Have you ever wondered if there’s more to life than your everyday routine, schedule and work?! I know I did. In the summer of 2020, God started calling me to more. More than my everyday comforts and my everyday expectations. More than the wake up, go to work, go to the gym, come home and get ready to repeat it all again cycle. He started calling me into deeper intimacy with Him. Calling me to pour out the goodness and freedom I’ve found in Him to a lost and broken world that may have not heard it before. He started calling me to actively invest my life into something that will last for eternity. For years I have dreamed of doing mission work- with my profession or just in general. In the past I’ve felt the urge to go but fear has held me back. Fear of the unknown. Fear of being uncomfortable. Fear of failing. Fear of being forgotten.
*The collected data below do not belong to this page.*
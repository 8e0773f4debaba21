// Ultralytics 🚀 AGPL-3.0 License - https://ultralytics.com/license

//! Letterbox 预处理: 等比缩放 + 灰边填充 + 归一化 + NCHW

use fast_image_resize as fr;
use ndarray::Array4;

use crate::error::{Error, Result};
use crate::input::Frame;

/// Ultralytics 填充灰度
pub const PAD_VALUE: f32 = 114.0 / 255.0;

/// 原图 ↔ 张量 坐标变换
#[derive(Debug, Clone, Copy, PartialEq)]
pub struct Letterbox {
    pub ratio: f32,
    pub pad_x: u32,
    pub pad_y: u32,
    pub src_width: u32,
    pub src_height: u32,
}

impl Letterbox {
    /// 计算变换参数, 不做任何像素操作
    pub fn compute(src_width: u32, src_height: u32, target_w: u32, target_h: u32) -> Result<Self> {
        if src_width == 0 || src_height == 0 {
            return Err(Error::InvalidFrame {
                width: src_width,
                height: src_height,
            });
        }
        let ratio =
            (target_w as f32 / src_width as f32).min(target_h as f32 / src_height as f32);
        let (new_w, new_h) = Self::scaled(src_width, src_height, target_w, target_h);
        Ok(Self {
            ratio,
            pad_x: (target_w - new_w) / 2,
            pad_y: (target_h - new_h) / 2,
            src_width,
            src_height,
        })
    }

    // floor(w·ratio), 整数运算避免浮点误差把 416 算成 415
    fn scaled(w: u32, h: u32, target_w: u32, target_h: u32) -> (u32, u32) {
        let (w, h, tw, th) = (w as u64, h as u64, target_w as u64, target_h as u64);
        let (new_w, new_h) = if tw * h <= th * w {
            (tw, h * tw / w)
        } else {
            (w * th / h, th)
        };
        (
            (new_w as u32).clamp(1, target_w.max(1)),
            (new_h as u32).clamp(1, target_h.max(1)),
        )
    }

    /// 缩放后 (未填充) 的尺寸
    pub fn resized(&self, target_w: u32, target_h: u32) -> (u32, u32) {
        Self::scaled(self.src_width, self.src_height, target_w, target_h)
    }

    /// 原图像素 → 张量坐标
    pub fn forward(&self, x: f32, y: f32) -> (f32, f32) {
        (
            x * self.ratio + self.pad_x as f32,
            y * self.ratio + self.pad_y as f32,
        )
    }

    /// 张量坐标 → 原图像素
    pub fn inverse(&self, x: f32, y: f32) -> (f32, f32) {
        (
            (x - self.pad_x as f32) / self.ratio,
            (y - self.pad_y as f32) / self.ratio,
        )
    }
}

/// 帧 → (1, 3, target_h, target_w) 张量, 值域 [0,1]
pub fn letterbox(frame: &Frame, target_w: u32, target_h: u32) -> Result<(Array4<f32>, Letterbox)> {
    if frame.is_empty() || target_w == 0 || target_h == 0 {
        return Err(Error::InvalidFrame {
            width: frame.width(),
            height: frame.height(),
        });
    }

    let lb = Letterbox::compute(frame.width(), frame.height(), target_w, target_h)?;
    let (new_w, new_h) = lb.resized(target_w, target_h);

    // fast_image_resize 双线性缩放 (RGB)
    let src = fr::images::ImageRef::new(
        frame.width(),
        frame.height(),
        frame.data(),
        fr::PixelType::U8x3,
    )
    .map_err(|e| Error::Resize(e.to_string()))?;
    let mut dst = fr::images::Image::new(new_w, new_h, fr::PixelType::U8x3);
    fr::Resizer::new()
        .resize(
            &src,
            &mut dst,
            &fr::ResizeOptions::new()
                .resize_alg(fr::ResizeAlg::Convolution(fr::FilterType::Bilinear)),
        )
        .map_err(|e| Error::Resize(e.to_string()))?;

    let mut tensor = Array4::from_elem((1, 3, target_h as usize, target_w as usize), PAD_VALUE);
    let (pad_x, pad_y) = (lb.pad_x as usize, lb.pad_y as usize);
    for (i, rgb) in dst.buffer().chunks_exact(3).enumerate() {
        let x = pad_x + i % new_w as usize;
        let y = pad_y + i / new_w as usize;
        for (c, &v) in rgb.iter().enumerate() {
            tensor[[0, c, y, x]] = v as f32 / 255.0;
        }
    }

    Ok((tensor, lb))
}

#[cfg(test)]
mod tests {
    use super::*;

    #[test]
    fn output_shape_and_range() {
        let frame = Frame::filled(1920, 1080, [255, 0, 128]);
        let (x, lb) = letterbox(&frame, 640, 640).unwrap();
        assert_eq!(x.shape(), &[1, 3, 640, 640]);
        assert!(x.iter().all(|v| (0.0..=1.0).contains(v)));

        assert_eq!(lb.ratio, 640.0 / 1920.0);
        assert_eq!(lb.pad_x, 0);
        assert_eq!(lb.pad_y, 140);

        // 填充区为灰色, 图像区为原色
        assert_eq!(x[[0, 0, 0, 320]], PAD_VALUE);
        assert!((x[[0, 0, 320, 320]] - 1.0).abs() < 2.0 / 255.0);
        assert!(x[[0, 1, 320, 320]].abs() < 2.0 / 255.0);
    }

    #[test]
    fn non_square_target() {
        let frame = Frame::filled(100, 50, [10, 20, 30]);
        let (x, lb) = letterbox(&frame, 416, 320).unwrap();
        assert_eq!(x.shape(), &[1, 3, 320, 416]);
        assert_eq!(lb.resized(416, 320), (416, 208));
        assert_eq!(lb.pad_y, 56);
    }

    #[test]
    fn tiny_frame_still_gets_a_pixel() {
        let frame = Frame::filled(1000, 1, [1, 2, 3]);
        let (x, lb) = letterbox(&frame, 32, 32).unwrap();
        assert_eq!(x.shape(), &[1, 3, 32, 32]);
        assert_eq!(lb.resized(32, 32), (32, 1));
    }

    #[test]
    fn empty_frame_is_invalid() {
        let frame = Frame::new(0, 0, Vec::new()).unwrap();
        assert!(matches!(
            letterbox(&frame, 640, 640),
            Err(Error::InvalidFrame { width: 0, height: 0 })
        ));
    }

    #[test]
    fn forward_then_inverse_round_trips() {
        let lb = Letterbox::compute(1280, 720, 640, 640).unwrap();
        for &(x, y) in &[(0.0, 0.0), (100.0, 200.0), (1279.0, 719.0)] {
            let (tx, ty) = lb.forward(x, y);
            let (bx, by) = lb.inverse(tx, ty);
            assert!((bx - x).abs() <= 1.0, "{x} -> {bx}");
            assert!((by - y).abs() <= 1.0, "{y} -> {by}");
        }
    }
}
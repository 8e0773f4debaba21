// Ultralytics 🚀 AGPL-3.0 License - https://ultralytics.com/license

//! 检测主循环 (Detection Loop)
//! 职责: 拉取最新帧 → 抽帧 → YOLO检测 → 过滤 → 输出JSON事件, 断流自动重连
//!
//! ```text
//! Disconnected → Connecting ⇄ (失败: error事件 + 退避)
//!                    ↓
//!               Streaming ──断流──→ Connecting
//!                    ↓ 运行时错误
//!                  Error ──退避──→ Connecting
//! ```

use std::io::Write;
use std::sync::atomic::{AtomicBool, Ordering};
use std::sync::Arc;
use std::time::{Duration, Instant};

use super::filter::{self, FrameSkipper};
use crate::config::AnalyticsConfig;
use crate::error::Result;
use crate::events::{Event, EventWriter};
use crate::input::{Frame, FrameGrabber, StreamBackend, StreamSource};
use crate::models::{Detection, Model};

/// 可取消等待的最大切片
const WAIT_SLICE: Duration = Duration::from_millis(50);

#[derive(Debug, Clone, Copy, PartialEq, Eq)]
pub struct LoopTimings {
    /// 连接失败/运行错误后的退避
    pub backoff: Duration,
    /// 连接成功后的预热
    pub warmup: Duration,
    /// 暂无帧时的轮询间隔
    pub poll: Duration,
    /// 没有新帧时的空转间隔
    pub idle_tick: Duration,
}

impl Default for LoopTimings {
    fn default() -> Self {
        Self {
            backoff: Duration::from_secs(5),
            warmup: Duration::from_secs(2),
            poll: Duration::from_millis(500),
            idle_tick: Duration::from_millis(10),
        }
    }
}

enum State<B: StreamBackend> {
    Disconnected,
    Connecting,
    Streaming(FrameGrabber<B::Stream>),
    Error(String),
}

pub struct DetectionLoop<B: StreamBackend, M: Model, W: Write> {
    backend: B,
    source: StreamSource,
    model: M,
    config: AnalyticsConfig,
    out: EventWriter<W>,
    timings: LoopTimings,
    shutdown: Arc<AtomicBool>,
    // 统计
    processed: u64,
    emitted: u64,
}

impl<B: StreamBackend, M: Model, W: Write> DetectionLoop<B, M, W> {
    pub fn new(
        backend: B,
        source: StreamSource,
        model: M,
        config: AnalyticsConfig,
        out: EventWriter<W>,
    ) -> Self {
        Self {
            backend,
            source,
            model,
            config,
            out,
            timings: LoopTimings::default(),
            shutdown: Arc::new(AtomicBool::new(false)),
            processed: 0,
            emitted: 0,
        }
    }

    pub fn with_timings(mut self, timings: LoopTimings) -> Self {
        self.timings = timings;
        self
    }

    /// 外部停止信号 (Ctrl+C)
    pub fn with_shutdown(mut self, shutdown: Arc<AtomicBool>) -> Self {
        self.shutdown = shutdown;
        self
    }

    pub fn shutdown_handle(&self) -> Arc<AtomicBool> {
        self.shutdown.clone()
    }

    fn stopping(&self) -> bool {
        self.shutdown.load(Ordering::SeqCst)
    }

    /// 可取消等待; 收到停止信号返回 false
    fn wait(&self, duration: Duration) -> bool {
        let deadline = Instant::now() + duration;
        loop {
            if self.stopping() {
                return false;
            }
            let now = Instant::now();
            if now >= deadline {
                return true;
            }
            std::thread::sleep((deadline - now).min(WAIT_SLICE));
        }
    }

    /// 运行直到收到停止信号; 只有事件写入失败才返回错误
    pub fn run(mut self) -> Result<()> {
        tracing::info!(
            "🎬 检测循环启动: {} (frame_skip={}, conf={})",
            self.source,
            self.config.frame_skip,
            self.config.confidence
        );

        let mut state: State<B> = State::Disconnected;
        while !self.stopping() {
            state = match state {
                State::Disconnected => State::Connecting,
                State::Connecting => self.connect()?,
                State::Streaming(grabber) => self.stream(grabber)?,
                State::Error(reason) => {
                    self.out
                        .emit(&Event::error(format!("Runtime error: {reason}")))?;
                    self.wait(self.timings.backoff);
                    State::Connecting
                }
            };
        }

        // 停止采集线程后再报告
        drop(state);
        tracing::info!(
            "🛑 检测循环退出 (推理{}帧, 输出{}次)",
            self.processed,
            self.emitted
        );
        self.out.emit(&Event::info("Analytics stopped"))?;
        Ok(())
    }

    fn connect(&mut self) -> Result<State<B>> {
        tracing::info!("🔗 连接视频流: {}", self.source);
        let mut grabber = match FrameGrabber::open(&self.backend, &self.source) {
            Ok(grabber) => grabber,
            Err(e) => {
                tracing::warn!("❌ {e}");
                self.out.emit(&Event::error(e.to_string()))?;
                self.wait(self.timings.backoff);
                return Ok(State::Connecting);
            }
        };
        if let Err(e) = grabber.start() {
            return Ok(State::Error(e.to_string()));
        }
        self.wait(self.timings.warmup);
        Ok(State::Streaming(grabber))
    }

    fn stream(&mut self, mut grabber: FrameGrabber<B::Stream>) -> Result<State<B>> {
        let mut skipper = FrameSkipper::new(self.config.frame_skip);
        let mut last_seq = None;

        while !self.stopping() {
            let Some(snapshot) = grabber.read() else {
                self.wait(self.timings.poll);
                if grabber.is_stopped() {
                    return self.lost(grabber);
                }
                continue;
            };

            if last_seq == Some(snapshot.seq) {
                if grabber.is_stopped() {
                    return self.lost(grabber);
                }
                self.wait(self.timings.idle_tick);
                continue;
            }
            last_seq = Some(snapshot.seq);

            // 无效帧按"无帧"处理: 不计数, 不进预处理
            if snapshot.frame.is_empty() {
                tracing::debug!("⚠️ 丢弃空帧 seq={}", snapshot.seq);
                self.wait(self.timings.poll);
                if grabber.is_stopped() {
                    return self.lost(grabber);
                }
                continue;
            }

            if !skipper.tick() {
                continue;
            }

            match self.process(&snapshot.frame) {
                Ok(dets) if dets.is_empty() => {}
                Ok(dets) => {
                    self.out.emit(&Event::detected(dets))?;
                    self.emitted += 1;
                }
                Err(e) if e.is_frame_local() => {
                    tracing::warn!("⚠️ 跳过帧 #{}: {e}", skipper.count());
                }
                Err(e) => {
                    tracing::error!("❌ 运行时错误: {e}");
                    grabber.stop();
                    return Ok(State::Error(e.to_string()));
                }
            }
        }

        grabber.stop();
        Ok(State::Disconnected)
    }

    fn lost(&mut self, mut grabber: FrameGrabber<B::Stream>) -> Result<State<B>> {
        grabber.stop();
        tracing::warn!("📴 视频流中断: {}", self.source);
        self.out
            .emit(&Event::error(format!("Video stream lost: {}", self.source)))?;
        Ok(State::Connecting)
    }

    fn process(&mut self, frame: &Frame) -> Result<Vec<Detection>> {
        let t = Instant::now();
        let dets = self.model.forward(frame)?;
        self.processed += 1;
        tracing::debug!("🔍 推理 {} 个目标, 耗时 {:?}", dets.len(), t.elapsed());
        Ok(filter::apply(
            dets,
            &self.config,
            frame.width(),
            frame.height(),
        ))
    }
}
Until this past summer when God put it on my heart again to do missions and instead of immediate fear welling up, I felt excited. Hopeful. Courageous. Yes some fear was still there but a sense of confidence in the calling was greater. A confidence that saying yes to God would change the course of my life and take me deeper in my walk of faith with Him. I decided that at the end of my life I don’t want to look back with regret that I didn’t step out. I don’t want to get to Heaven and tell God I thought really hard about doing cool stuff with Him but couldn’t actually do it because fear or my life of comfort and consistency stopped me. Instead I decided that I wanted to be obedient and say yes to this abundant life that He’s called me into. I want to say yes to His plan from the beginning of time and give the message of hope, redemption and reconciliation. I know that 2021 is going to be set apart- holy. A year of deepening trust. A year of more. And it’s happening now. Day 2 of launch is here and 2 days before leaving for Costa Rica. Thank you for your prayers, support and encouragement so far! I know the best is yet to come.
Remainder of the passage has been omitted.